Muito utilizado no mercado financeiro para estratégias long-short, arbitragem estatística, pairs trading e em análise e previsão de séries temporais macroeconômicas, o conceito de cointegração é ao mesmo tempo fascinante e intimidador de se compreender. Por isso, neste breve texto iremos explicar o que é cointegração com um exemplo intuitivo e fazer um exercício aplicado com pares de ações brasileiras usando o R!
Esse texto faz parte de uma série de publicações sobre séries temporais e pode ser melhor aproveitado se você ler o texto anterior sobre regressões espúrias (link aqui).
A analogia do bêbado e seu cachorro
As definições matemáticas de cointegração, e tópicos relacionados, são um tanto quanto sofisticadas, mas o seu conceito é simples o suficiente para ser introduzido com a cômica analogia do andar do bêbado e seu cachorro. Os créditos da analogia são inteiramente de Michael P. Murray que escreveu, em 1994, um paper didático de apenas 3 páginas elucidando o conceito de cointegração com o conto do andar do bêbado.
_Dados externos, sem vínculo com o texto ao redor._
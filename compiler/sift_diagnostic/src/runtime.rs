//! Runtime errors and their constructors.
//!
//! Builtins and the executor build errors through the functions below rather
//! than naming variants, so message wording lives in one place.

use thiserror::Error;

/// Failure while running a compiled program.
#[derive(Clone, Debug, PartialEq, Eq, Error)]
pub enum RuntimeError {
    #[error("Array index out of bounds")]
    IndexOutOfBounds,

    #[error("Key is not in map")]
    KeyNotFound,

    #[error("Field index {index} is out of range for {count} fields")]
    FieldOutOfRange { index: u64, count: usize },

    #[error("{function}() of an empty sequence")]
    EmptyInput { function: &'static str },

    #[error("Could not convert '{value}' to {target}")]
    Conversion { value: String, target: &'static str },

    #[error("Integer overflow in {0}")]
    Overflow(&'static str),

    #[error("Division by zero")]
    DivisionByZero,

    #[error("Negative exponent in integer power")]
    NegativeExponent,

    #[error("Condition of if() is false and there is no else value")]
    ConditionFalse,

    #[error("Sequence is already being iterated")]
    AlreadyIterating,

    #[error("'{0}' is not implemented for this value")]
    NotImplemented(&'static str),

    #[error("Could not read input: {0}")]
    Input(String),

    #[error("Sanity error: {0}")]
    Corrupt(&'static str),

    #[error("Worker {worker} failed: {message}")]
    Worker { worker: usize, message: String },
}

#[cold]
pub fn index_out_of_bounds() -> RuntimeError {
    RuntimeError::IndexOutOfBounds
}

#[cold]
pub fn key_not_found() -> RuntimeError {
    RuntimeError::KeyNotFound
}

#[cold]
pub fn field_out_of_range(index: u64, count: usize) -> RuntimeError {
    RuntimeError::FieldOutOfRange { index, count }
}

#[cold]
pub fn empty_input(function: &'static str) -> RuntimeError {
    RuntimeError::EmptyInput { function }
}

#[cold]
pub fn conversion_failed(value: impl Into<String>, target: &'static str) -> RuntimeError {
    RuntimeError::Conversion {
        value: value.into(),
        target,
    }
}

#[cold]
pub fn integer_overflow(operation: &'static str) -> RuntimeError {
    RuntimeError::Overflow(operation)
}

#[cold]
pub fn division_by_zero() -> RuntimeError {
    RuntimeError::DivisionByZero
}

#[cold]
pub fn negative_exponent() -> RuntimeError {
    RuntimeError::NegativeExponent
}

#[cold]
pub fn condition_false() -> RuntimeError {
    RuntimeError::ConditionFalse
}

#[cold]
pub fn already_iterating() -> RuntimeError {
    RuntimeError::AlreadyIterating
}

#[cold]
pub fn not_implemented(capability: &'static str) -> RuntimeError {
    RuntimeError::NotImplemented(capability)
}

/// Broken executor invariant, such as an operand stack underflow.
#[cold]
pub fn corrupt_state(what: &'static str) -> RuntimeError {
    RuntimeError::Corrupt(what)
}

#[cold]
pub fn input_failed(err: &std::io::Error) -> RuntimeError {
    RuntimeError::Input(err.to_string())
}

#[cold]
pub fn worker_failed(worker: usize, message: impl Into<String>) -> RuntimeError {
    RuntimeError::Worker {
        worker,
        message: message.into(),
    }
}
Imagine que você esteja andando na rua da sua cidade e aviste um bêbado que acaba de sair do bar, vagando em direção a sua casa. Você percebe que o bêbado caminha de maneira peculiar e imprevisível, algumas vezes se desviando para a esquerda e outras para a direita enquanto tenta, com dificuldades, seguir o seu caminho. Ao observar a trajetória do bêbado pode-se dizer que seus passos são nada mais do que uma sequência aleatória de passos. Na econometria, chamamos a trajetória do bêbado de passeio aleatório (random walk), de maneira a descrever o comportamento de muitas das séries econômicas que existem.
Por andar de forma aleatória, se você desviar o olhar e parar de observar o bêbado andando, será difícil dizer onde o bêbado estará após um determinado tempo, pois sua trajetória é imprevisível. Uma das características das trajetórias do tipo passeio aleatório, como a do bêbado, é de que a melhor previsão sobre um valor futuro é o último valor observado. Dessa forma, o seu palpite sobre a localização atual do bêbado poderia ser algo como o último lugar onde você o avistou, ou seja, na saída do bar.
Agora imagine que o bêbado tenha um cachorro amigo, sem coleira, que o acompanha. De forma similar ao bêbado, o cachorro também segue uma sequência aleatória de passos, sendo atraído por cada cheiro novo e estímulos que sente no caminho. Sempre que o bêbado percebe que o cachorro foi muito longe ele o chama: "Thor!". E o cachorro obedece o chamado retornando para perto de seu dono, caracterizando assim uma correção da distância entre ambos.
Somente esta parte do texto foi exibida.